[Start of Attachment]

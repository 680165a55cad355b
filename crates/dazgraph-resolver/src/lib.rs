//! Lazy cross-file asset resolution for DAZ Studio content.
//!
//! The [`Resolver`] answers "which asset does this reference denote?" for
//! references found anywhere in a DSON scene. It normalizes the reference,
//! consults the session's asset store and, on a miss, locates the owning
//! file through a [`PathResolver`], parses it with a [`FileParser`] and
//! registers everything the file defines before looking again.
//!
//! # Example
//!
//! ```no_run
//! use dazgraph_asset::Session;
//! use dazgraph_common::Settings;
//! use dazgraph_resolver::{DsonParser, FileScope, LibraryPaths, Resolver};
//!
//! let settings = Settings::load("settings.json")?;
//! let mut session = Session::new(settings.clone());
//! let mut resolver = Resolver::new(LibraryPaths::from_settings(&settings), DsonParser::new());
//!
//! // Import a scene, then look up the figure it instantiates
//! let scene = resolver.load_file(&mut session, "Scenes/Victoria.duf".as_ref())?;
//! let scene_ref = session.store()[scene].identity().clone();
//! let scope = FileScope::root(&scene_ref);
//! if let Some(figure) = resolver.resolve(&mut session, "#Genesis8Female", &scope, false)? {
//!     println!("figure: {:?}", session.store()[figure].name());
//! }
//!
//! if let Some(notice) = session.finish() {
//!     eprintln!("{}", notice);
//! }
//! # Ok::<(), Box<dyn std::error::Error>>(())
//! ```

mod dson;
mod parser;
mod paths;
mod resolver;
mod scope;

#[cfg(feature = "parallel")]
mod parallel;

pub use parser::{DsonParser, FileParser, InstanceLink, ParsedFile};
pub use paths::{LibraryPaths, PathResolver};
pub use resolver::Resolver;
pub use scope::FileScope;

#[cfg(feature = "parallel")]
pub use parallel::PreloadStats;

[End of Attachment]

◆ Work instruction:
Find the word "Some" in the entries above, then copy each line that holds it.

◆ Response area:
//! if let Some(figure) = resolver.resolve(&mut session, "#Genesis8Female", &scope, false)? {
//! if let Some(notice) = session.finish() {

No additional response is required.